Canadian Prime Minister Justin Trudeau said the incident was extremely upsetting.
"This is something that is deeply embarrassing to the Parliament of Canada and by extension to all Canadians," he told reporters on Monday.
Opposition legislators called on Rota to quit but the Liberal government merely proposed striking his comments from the official record.
Rota had introduced Hunka as "a Ukrainian Canadian war veteran from the Second World War who fought for Ukrainian independence against the Russians" and "a Ukrainian hero and a Canadian hero."
During World War Two, when Ukraine was a part of the Soviet Union, some Ukrainian nationalists joined Nazi units because they saw the Germans as liberators from Soviet oppression.
Hunka served in World War Two as a member of the 14th Waffen Grenadier Division of the SS, according to the Friends of Simon Wiesenthal Center, a Jewish human rights group that demanded and received an apology from Rota.
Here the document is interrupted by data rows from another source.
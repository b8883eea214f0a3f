use super::*;
use crate::foundation::core::{NodeKind, Rect};
use crate::graph::memory::MemoryGraph;
use crate::layout::grid::extents;

fn cubes(n: usize) -> MemoryGraph {
    let mut g = MemoryGraph::new();
    let mut names = Vec::new();
    for i in 1..=n {
        let t = g.create(NodeKind::Mesh, &format!("cube{i}")).unwrap();
        g.set_bounds(&format!("cube{i}Shape"), Rect::new(0.0, 0.0, 2.0, 1.0))
            .unwrap();
        names.push(t.name);
    }
    g.select(&names);
    g
}

#[test]
fn duplicates_into_centered_grid() {
    let mut g = cubes(5);
    let report = layout_grid(&mut g).unwrap();

    assert_eq!(report.group.name, LAYOUT_GROUP);
    assert_eq!(report.shape, GridShape { cols: 3, rows: 2 });
    assert_eq!(report.placed.len(), 5);
    assert_eq!(g.children(LAYOUT_GROUP).len(), 5);
    // Originals stay where they were.
    assert_eq!(g.parent_of("cube1"), None);

    let positions: Vec<Vec2> = report.placed.iter().map(|(_, p)| *p).collect();
    let mid = extents(&positions).center();
    assert!(mid.x.abs() < 1e-9 && mid.y.abs() < 1e-9);
    // Columns step by the widest box, rows by the tallest.
    assert_eq!(positions[1] - positions[0], Vec2::new(2.0, 0.0));
    assert_eq!(positions[3] - positions[0], Vec2::new(0.0, 1.0));

    let (first, pos) = &report.placed[0];
    assert_eq!(
        g.get_attr(&Plug::new(first.as_str(), "translate").unwrap()),
        Some(AttrValue::Float3([pos.x, pos.y, 0.0]))
    );
}

#[test]
fn layout_needs_a_selection() {
    let mut g = MemoryGraph::new();
    assert!(layout_grid(&mut g).unwrap_err().is_warning());
}

#[test]
fn non_dag_items_are_skipped() {
    let mut g = cubes(2);
    g.create(NodeKind::ShadingEngine, "someSG").unwrap();
    g.select(&["cube1".to_string(), "someSG".to_string(), "cube2".to_string()]);
    let report = layout_grid(&mut g).unwrap();
    assert_eq!(report.placed.len(), 2);
    assert_eq!(report.duplicates.skipped[0].item, "someSG");
}
//! Host scene-graph access.
//!
//! Operations never talk to a host directly; they go through [`repo::SceneGraph`].

pub mod context;
pub mod memory;
pub mod repo;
The episode plays into the narrative promoted by Russian President Vladimir Putin that he sent his army into Ukraine last year to "demilitarise and denazify" the country, a European democracy whose Jewish president lost family members in the Holocaust.
Earlier this month Putin stressed the part that "local nationalists and anti-Semites" had played in the murder of 1.5 million Jews in Ukraine during the Holocaust and said "this has a direct relation to the present day".
Peskov told reporters that Russia was waging an "irreconcilable fight" against fascism that was "trying to find its feet in the centre of Europe, in Ukraine".